▶ [WHAT IS BEING ASKED]:
Return each line below holding the string "Alpha".

[Dataset entries]
▬▬▬▬▬▬

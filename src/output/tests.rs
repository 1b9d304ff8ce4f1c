use super::{format_names, format_profile, OutputWriter};
use crate::config::OutputConfig;
use crate::profile::{Cookie, Profile, SameSite};
use tempfile::tempdir;

#[test]
fn write_goes_to_configured_file() {
    let dir = tempdir().expect("tempdir");
    let path = dir.path().join("nested").join("export.json");
    let writer = OutputWriter::new(OutputConfig {
        file: Some(path.clone()),
        ..OutputConfig::default()
    });

    writer.write("{\n  \"A\": []\n}").expect("write");
    let written = std::fs::read_to_string(&path).expect("read back");
    assert_eq!(written, "{\n  \"A\": []\n}");
}

#[test]
fn silent_writer_still_writes_files() {
    let dir = tempdir().expect("tempdir");
    let path = dir.path().join("out.txt");
    let writer = OutputWriter::new(OutputConfig {
        file: Some(path.clone()),
        verbose: true,
        silent: true,
    });

    writer.write_status("ignored").expect("status");
    writer.write_verbose("ignored").expect("verbose");
    writer.write("kept").expect("write");
    assert_eq!(std::fs::read_to_string(&path).expect("read"), "kept");
}

#[test]
fn names_are_listed_one_per_line() {
    let names = vec!["Alpha".to_string(), "beta".to_string()];
    assert_eq!(format_names(&names), "Alpha\nbeta\n");
    assert_eq!(format_names(&[]), "");
}

#[test]
fn profile_table_shows_flags() {
    let mut secure = Cookie::new("sid", "abc");
    secure.domain = Some("example.com".to_string());
    secure.secure = Some(true);
    secure.http_only = Some(true);
    secure.same_site = Some(SameSite::Lax);
    secure.expiration_date = Some(1_900_000_000.5);

    let profile = Profile::new("work", vec![secure, Cookie::new("theme", "dark")]);
    let table = format_profile(&profile);
    let lines: Vec<&str> = table.lines().collect();
    assert_eq!(
        lines[0],
        "sid\tabc\texample.com\t/\tsecure,httponly,samesite=lax,expires=1900000000"
    );
    assert_eq!(lines[1], "theme\tdark\t-\t/\tsession");
}
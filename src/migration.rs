//! One-time upgrade from the monolithic profile record to split storage
//!
//! Older releases kept every profile inside a single `cookieProfiles` object,
//! first in the local area and later in the sync area. That object outgrows
//! the sync area's per-item quota, so it is unpacked into one record per
//! profile plus the name index. A flag in the sync area marks completion.

use crate::error::Result;
use crate::profile::store::{check_stored_name, profile_key, PROFILE_LIST_KEY};
use crate::profile::{Profile, ProfileBundle};
use crate::storage::{Items, StorageArea};
use serde_json::Value;
use std::sync::Arc;

/// Key of the legacy monolithic record in both areas.
pub const LEGACY_PROFILES_KEY: &str = "cookieProfiles";
/// Completion flag, kept in the sync area.
pub const MIGRATION_FLAG_KEY: &str = "migration_v2_completed";

/// Result of a migration attempt.
#[derive(Debug, Clone, PartialEq, Eq)]
pub enum MigrationOutcome {
    /// The flag was already set; nothing was read or written.
    AlreadyMigrated,
    /// The split layout was written (possibly with zero profiles) and the flag set.
    Migrated { profiles: usize },
}

/// Runs the split-storage upgrade against a sync and a local area.
pub struct MigrationRunner {
    sync: Arc<dyn StorageArea>,
    local: Arc<dyn StorageArea>,
}

impl MigrationRunner {
    pub fn new(sync: Arc<dyn StorageArea>, local: Arc<dyn StorageArea>) -> Self {
        Self { sync, local }
    }

    /// Whether the completion flag is set.
    pub async fn is_migrated(&self) -> Result<bool> {
        Ok(matches!(
            self.sync.get_one(MIGRATION_FLAG_KEY).await?,
            Some(Value::Bool(true))
        ))
    }

    /// Upgrade the stored layout unless that already happened.
    ///
    /// Any read or write failure before the flag is written aborts the attempt
    /// with the flag unset, so the next start repeats it from scratch.
    pub async fn run(&self) -> Result<MigrationOutcome> {
        if self.is_migrated().await? {
            return Ok(MigrationOutcome::AlreadyMigrated);
        }

        log::info!("starting split-storage migration");
        let local = read_legacy(self.local.as_ref(), "local").await?;
        let sync = read_legacy(self.sync.as_ref(), "sync").await?;
        let merged = merge_legacy(local, sync);

        let mut migrated = 0;
        let mut skipped = 0;
        if !merged.is_empty() {
            log::info!("found {} legacy profile(s) to migrate", merged.len());
            let (items, count) = split_layout(&merged)?;
            self.sync.set(items).await?;
            migrated = count;
            skipped = merged.len() - count;
        }

        if skipped == 0 {
            self.remove_legacy().await;
        } else {
            log::warn!(
                "kept the legacy '{}' record: {} profile(s) could not be migrated",
                LEGACY_PROFILES_KEY,
                skipped
            );
        }

        self.sync.set_one(MIGRATION_FLAG_KEY, Value::Bool(true)).await?;
        log::info!("split-storage migration complete");
        Ok(MigrationOutcome::Migrated { profiles: migrated })
    }

    async fn remove_legacy(&self) {
        let keys = [LEGACY_PROFILES_KEY.to_string()];
        for (area, storage) in [("sync", &self.sync), ("local", &self.local)] {
            if let Err(e) = storage.remove(&keys).await {
                log::warn!("could not remove legacy record from {} area: {}", area, e);
            }
        }
    }
}

async fn read_legacy(storage: &dyn StorageArea, area: &str) -> Result<ProfileBundle> {
    match storage.get_one(LEGACY_PROFILES_KEY).await? {
        None | Some(Value::Null) => Ok(ProfileBundle::new()),
        Some(value) => {
            let bundle = ProfileBundle::from_value(value)?;
            log::debug!("{} area holds {} legacy profile(s)", area, bundle.len());
            Ok(bundle)
        }
    }
}

/// Combine both legacy records; the local area wins on a name clash.
pub fn merge_legacy(local: ProfileBundle, sync: ProfileBundle) -> ProfileBundle {
    let mut merged = sync;
    for profile in local {
        merged.insert(profile);
    }
    merged
}

/// Records plus index for the split layout, as one batch, and the record count.
fn split_layout(bundle: &ProfileBundle) -> Result<(Items, usize)> {
    let mut items = Items::new();
    let mut names = Vec::with_capacity(bundle.len());
    for Profile { name, cookies } in bundle.iter() {
        if let Err(e) = check_stored_name(name) {
            log::warn!("skipping legacy profile '{}': {}", name, e);
            continue;
        }
        items.insert(profile_key(name), serde_json::to_value(cookies)?);
        names.push(name.clone());
    }
    let count = names.len();
    items.insert(PROFILE_LIST_KEY.to_string(), Value::from(names));
    Ok((items, count))
}
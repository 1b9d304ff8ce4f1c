//! Cookie profiles
//!
//! A profile is a named, ordered list of cookies. On disk a profile record is
//! just the cookie array; the name lives in the record key and in the index.

use crate::error::{ProfileError, Result};
use serde::{Deserialize, Serialize};
use serde_json::{Map, Value};
use std::fmt;
use std::str::FromStr;

pub mod store;

pub use store::{ProfileStore, RepairReport, SaveOutcome};

/// One captured cookie.
#[derive(Debug, Clone, PartialEq, Serialize, Deserialize)]
#[serde(rename_all = "camelCase")]
pub struct Cookie {
    pub name: String,
    pub value: String,
    #[serde(default = "default_path")]
    pub path: String,
    #[serde(default, skip_serializing_if = "Option::is_none")]
    pub domain: Option<String>,
    #[serde(default, skip_serializing_if = "Option::is_none")]
    pub secure: Option<bool>,
    #[serde(default, skip_serializing_if = "Option::is_none")]
    pub http_only: Option<bool>,
    #[serde(default, skip_serializing_if = "Option::is_none")]
    pub same_site: Option<SameSite>,
    #[serde(default, skip_serializing_if = "Option::is_none")]
    pub session: Option<bool>,
    #[serde(default, skip_serializing_if = "Option::is_none")]
    pub expiration_date: Option<f64>,
}

fn default_path() -> String {
    "/".to_string()
}

impl Cookie {
    /// Session cookie with only a name and value.
    pub fn new(name: impl Into<String>, value: impl Into<String>) -> Self {
        Self {
            name: name.into(),
            value: value.into(),
            path: default_path(),
            domain: None,
            secure: None,
            http_only: None,
            same_site: None,
            session: None,
            expiration_date: None,
        }
    }

    /// Whether the cookie lives only for the browser session.
    pub fn is_session(&self) -> bool {
        self.session.unwrap_or(false) || self.expiration_date.is_none()
    }
}

/// Cross-site policy of a cookie, spelled the way browsers report it.
#[derive(Debug, Clone, Copy, PartialEq, Eq, Serialize, Deserialize)]
#[serde(rename_all = "snake_case")]
pub enum SameSite {
    NoRestriction,
    Lax,
    Strict,
    Unspecified,
}

impl fmt::Display for SameSite {
    fn fmt(&self, f: &mut fmt::Formatter<'_>) -> fmt::Result {
        let value = match self {
            SameSite::NoRestriction => "no_restriction",
            SameSite::Lax => "lax",
            SameSite::Strict => "strict",
            SameSite::Unspecified => "unspecified",
        };
        f.write_str(value)
    }
}

impl FromStr for SameSite {
    type Err = ();

    fn from_str(s: &str) -> std::result::Result<Self, Self::Err> {
        match s.to_lowercase().as_str() {
            "no_restriction" | "none" => Ok(SameSite::NoRestriction),
            "lax" => Ok(SameSite::Lax),
            "strict" => Ok(SameSite::Strict),
            "unspecified" => Ok(SameSite::Unspecified),
            _ => Err(()),
        }
    }
}

/// A named cookie collection.
#[derive(Debug, Clone, PartialEq)]
pub struct Profile {
    pub name: String,
    pub cookies: Vec<Cookie>,
}

impl Profile {
    pub fn new(name: impl Into<String>, cookies: Vec<Cookie>) -> Self {
        Self {
            name: name.into(),
            cookies,
        }
    }
}

/// Ordered `name -> cookies` mapping.
///
/// This is the shape of export files and of the legacy monolithic record.
/// Entry order follows the JSON object order; a repeated name replaces the
/// earlier cookies but keeps the earlier position.
#[derive(Debug, Clone, Default, PartialEq)]
pub struct ProfileBundle {
    profiles: Vec<Profile>,
}

impl ProfileBundle {
    pub fn new() -> Self {
        Self::default()
    }

    /// Insert or replace a profile, keeping the position of an existing name.
    pub fn insert(&mut self, profile: Profile) {
        match self.profiles.iter_mut().find(|p| p.name == profile.name) {
            Some(existing) => existing.cookies = profile.cookies,
            None => self.profiles.push(profile),
        }
    }

    pub fn get(&self, name: &str) -> Option<&Profile> {
        self.profiles.iter().find(|p| p.name == name)
    }

    pub fn names(&self) -> Vec<String> {
        self.profiles.iter().map(|p| p.name.clone()).collect()
    }

    pub fn len(&self) -> usize {
        self.profiles.len()
    }

    pub fn is_empty(&self) -> bool {
        self.profiles.is_empty()
    }

    pub fn iter(&self) -> impl Iterator<Item = &Profile> {
        self.profiles.iter()
    }

    /// Build a bundle from a JSON object value.
    pub fn from_value(value: Value) -> Result<Self> {
        let Value::Object(map) = value else {
            return Err(ProfileError::MalformedImport(
                "expected an object mapping profile names to cookie lists".to_string(),
            ));
        };

        let mut bundle = ProfileBundle::new();
        for (name, cookies) in map {
            let cookies: Vec<Cookie> = serde_json::from_value(cookies).map_err(|e| {
                ProfileError::MalformedImport(format!("profile '{}': {}", name, e))
            })?;
            bundle.insert(Profile::new(name, cookies));
        }
        Ok(bundle)
    }

    /// Parse the text of an export file.
    pub fn from_json(input: &str) -> Result<Self> {
        let value: Value =
            serde_json::from_str(input).map_err(|e| ProfileError::MalformedImport(e.to_string()))?;
        Self::from_value(value)
    }

    pub fn to_value(&self) -> Result<Value> {
        let mut map = Map::new();
        for profile in &self.profiles {
            map.insert(profile.name.clone(), serde_json::to_value(&profile.cookies)?);
        }
        Ok(Value::Object(map))
    }

    /// Indented JSON, the export file format.
    pub fn to_json_pretty(&self) -> Result<String> {
        Ok(serde_json::to_string_pretty(&self.to_value()?)?)
    }
}

impl FromIterator<Profile> for ProfileBundle {
    fn from_iter<T: IntoIterator<Item = Profile>>(iter: T) -> Self {
        let mut bundle = ProfileBundle::new();
        for profile in iter {
            bundle.insert(profile);
        }
        bundle
    }
}

impl IntoIterator for ProfileBundle {
    type Item = Profile;
    type IntoIter = std::vec::IntoIter<Profile>;

    fn into_iter(self) -> Self::IntoIter {
        self.profiles.into_iter()
    }
}

/// Parse a `name=value; name2=value2` string into session cookies.
///
/// Segments without exactly one `=` or with an empty name are dropped.
pub fn parse_cookie_string(input: &str) -> Vec<Cookie> {
    input
        .split(';')
        .filter_map(|segment| {
            let parts: Vec<&str> = segment.trim().split('=').collect();
            match parts.as_slice() {
                [name, value] if !name.trim().is_empty() => {
                    Some(Cookie::new(name.trim(), value.trim()))
                }
                _ => None,
            }
        })
        .collect()
}

/// Render cookies as a `Cookie` header value.
pub fn cookie_header(cookies: &[Cookie]) -> String {
    cookies
        .iter()
        .map(|c| format!("{}={}", c.name, c.value))
        .collect::<Vec<_>>()
        .join("; ")
}

#[cfg(test)]
mod tests;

▬▬▬▬▬▬

▶ [RESULT]:
    let names = vec!["Alpha".to_string(), "beta".to_string()];
    assert_eq!(format_names(&names), "Alpha\nbeta\n");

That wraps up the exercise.